For a large proportion of the participants (55%, n = 48), their caregivers decided if they should use an NPI, while 31% (n = 27) decided themselves. For 37% (n = 28), it was either recommended by healthcare professionals (e.g., physician, haematologist, nurse), a relative (e.g., grandmother), friends, or a teacher. A minority of participants reported changing their pain medications due to NPI use (12%, n = 15) and cited the effectiveness of NPIs as the reason for reduced intake of their pain medication. The analysis of associations revealed a significant relationship between reported sex and past use of NPIs (X2(1, N = 123) =9.2, p = .002), where females were more likely to have used an NPI. There was no significant relationship between past use of NPIs and other socio-demographic variables such as level of education (X2(2, N = 122) =1.7, p = .41) and religion (X2(2, N = 120) =.7, p = .72). The analysis of associations revealed significant relationships between various NPIs and socio-demographic variables (Table 4), such as past use of herbal products and frequency of SCC in the past 12 months (χ2 (2, N = 123) =5.6, p = .05), local heat application and age of initial diagnosis (χ2 (4, N = 123) =13.5, p = .009), local heat application and religion (χ2 (3, N = 123) =9.5, p = .008).
Recent use of NPIs
Some participants (16%, n = 20) indicated that they had used at least one NPI to manage pain during SCC in the last two weeks of completing the survey.
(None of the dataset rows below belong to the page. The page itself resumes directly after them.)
// Local crates
use crate::{
    influx::{
        client::{InfluxClient, InfluxError},
        point::{Point, UE_MEASUREMENT},
    },
    metrics::metrics::{
        INCOMPLETE_UES_SKIPPED_TOTAL, POINT_WRITE_FAILURES_TOTAL, POINTS_WRITTEN_TOTAL,
    },
    parser::models::{MetricRecord, UeMetrics},
};

// External crates
use std::io;
use tracing::instrument;

/// Tag value for the direction of a UE point.
#[derive(Debug, Clone, Copy, PartialEq, Eq)]
pub enum Direction {
    Downlink,
    Uplink,
}

impl Direction {
    pub fn as_str(self) -> &'static str {
        match self {
            Direction::Downlink => "downlink",
            Direction::Uplink => "uplink",
        }
    }
}

#[derive(Debug, thiserror::Error)]
pub enum SinkError {
    #[error(transparent)]
    Influx(#[from] InfluxError),
    #[error("failed to write point to console: {0}")]
    Console(#[from] io::Error),
}

/// Destination for UE points.
#[allow(async_fn_in_trait)]
pub trait MetricsSink {
    /// Human readable name used in log events.
    fn name(&self) -> &str;

    async fn write_point(&self, point: &Point) -> Result<(), SinkError>;
}

impl MetricsSink for InfluxClient {
    fn name(&self) -> &str {
        "influxdb"
    }

    async fn write_point(&self, point: &Point) -> Result<(), SinkError> {
        InfluxClient::write_point(self, point).await?;
        Ok(())
    }
}

/// Outcome of emitting one snapshot.
#[derive(Debug, Default, Clone, Copy, PartialEq, Eq)]
pub struct EmitSummary {
    pub complete_ues: usize,
    pub skipped_ues: usize,
    pub points_written: usize,
    pub points_failed: usize,
}

/// Builds the downlink and uplink points for `record`, or `None` when either
/// direction still has an unset field.
pub fn ue_points(record: &MetricRecord) -> Option<[(Direction, Point); 2]> {
    let dl = &record.downlink;
    let ul = &record.uplink;

    let downlink = Point::new(UE_MEASUREMENT)
        .tag("ue_id", record.ue_id.as_str())
        .tag("direction", Direction::Downlink.as_str())
        .field("rsrp", dl.rsrp?)
        .field("cqi", dl.cqi?)
        .field("bler", dl.bler?)
        .field("mcs", dl.mcs?)
        .field("bytes", dl.transmitted_bytes?);

    let uplink = Point::new(UE_MEASUREMENT)
        .tag("ue_id", record.ue_id.as_str())
        .tag("direction", Direction::Uplink.as_str())
        .field("bler", ul.bler?)
        .field("mcs", ul.mcs?)
        .field("snr", ul.snr)
        .field("bytes", ul.transmitted_bytes?);

    Some([(Direction::Downlink, downlink), (Direction::Uplink, uplink)])
}

/// Ship every complete UE in `metrics` to `sink`, two points per UE.
///
/// Incomplete UEs are skipped. A failed write is logged and does not stop
/// the remaining writes of the same snapshot.
#[instrument(
    name = "ue_metrics_sink::emit_snapshot",
    target = "sink::sink",
    skip_all,
    fields(sink = sink.name()),
    level = "debug"
)]
pub async fn emit_snapshot<S: MetricsSink>(sink: &S, metrics: &UeMetrics) -> EmitSummary {
    let mut summary = EmitSummary::default();

    if metrics.is_empty() {
        tracing::error!("No metrics to send");
        return summary;
    }

    for (ue_id, record) in metrics {
        let Some(points) = ue_points(record) else {
            tracing::warn!(ue_id = %ue_id, "Incomplete metrics for UE, skipping");
            INCOMPLETE_UES_SKIPPED_TOTAL.inc();
            summary.skipped_ues += 1;
            continue;
        };
        summary.complete_ues += 1;

        for (direction, point) in points {
            match sink.write_point(&point).await {
                Ok(()) => {
                    tracing::debug!(
                        ue_id = %ue_id,
                        direction = direction.as_str(),
                        "Sent UE metrics"
                    );
                    POINTS_WRITTEN_TOTAL.inc();
                    summary.points_written += 1;
                }
                Err(e) => {
                    tracing::error!(
                        ue_id = %ue_id,
                        direction = direction.as_str(),
                        error = %e,
                        "Failed to send UE metrics"
                    );
                    POINT_WRITE_FAILURES_TOTAL.inc();
                    summary.points_failed += 1;
                }
            }
        }
    }

    summary
}

#[cfg(test)]
pub(crate) mod test_sink {
    use super::*;
    use std::sync::Mutex;

    /// Records every point it is asked to write; fails writes whose
    /// `(ue_id, direction)` is listed in `fail`.
    #[derive(Debug, Default)]
    pub struct RecordingSink {
        pub written: Mutex<Vec<Point>>,
        pub fail: Vec<(String, &'static str)>,
    }

    impl MetricsSink for RecordingSink {
        fn name(&self) -> &str {
            "recording"
        }

        async fn write_point(&self, point: &Point) -> Result<(), SinkError> {
            let key = (
                point.tag_value("ue_id").unwrap_or_default().to_string(),
                point.tag_value("direction").unwrap_or_default(),
            );
            if self.fail.iter().any(|(ue, dir)| *ue == key.0 && *dir == key.1) {
                return Err(io::Error::other("injected failure").into());
            }
            self.written.lock().unwrap().push(point.clone());
            Ok(())
        }
    }
}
The participants used 13 different NPIs (Fig 2). Most participants (70%, n = 14) used massage and found it very effective or effective (92.8%, n = 13), and 79% (11) planned to use it again. Figs 3 and 4 show all the NPIs, perceived effectiveness, willingness to use the NPI again, and the participants’ reasons for using these NPIs.
Future use of NPIs
Slightly over half of the participants (52%, n = 64) planned to use NPIs in the future to manage SCC pain, while 30% (n = 37) were unsure. Participants who indicated they would not use NPIs in the future cited various reasons such as lack of knowledge about NPIs, their safety and effectiveness, lack of caregivers’ and healthcare providers’ support, the ineffectiveness of NPIs, and some felt NPIs were not a necessity for them. The most common NPIs that the participants planned to use in the future were herbal products (45%, n = 46), massage (33%, n = 34) and prayer (30%, n = 30). See Table 3 for the list of preferred NPIs for past and future use. There was no significant relationship between future use of NPIs and socio-demographic variables, including sex (X2(2, N = 116) = 1.3, p = .53), level of education (X2 (4, N = 115) = 1.1, p = .89) and religion (X2(4, N = 113) = 5.1, p = .27). The analysis of associations revealed significant relationships between various NPIs and socio-demographic variables (Table 5), such as local heat application and sex (χ2 (4, N = 123) =4.2, p = .04), massage and level of education (χ2 (2, N = 123) = 7.5, p = .02).
Difficulty in using NPIs
Most participants (59%, n = 73) reported no difficulty using NPIs during SCC. There was a significant relationship between sex and difficulty using NPIs (X2 (1, N = 86) = 5, p = .02), with males being more likely to have difficulty using NPIs. There was no significant relationship between difficulty using NPIs and other socio-demographic variables such as level of education (X2(2, N = 85) = 2.4, p = .3) and religion (X2(2, N = 84) =.2, p = .9).
Qualitative analysis
Seven key themes emerged from the analysis of the open-ended question responses. The open-ended questions focused on the challenges of using NPIs at home and in hospitals.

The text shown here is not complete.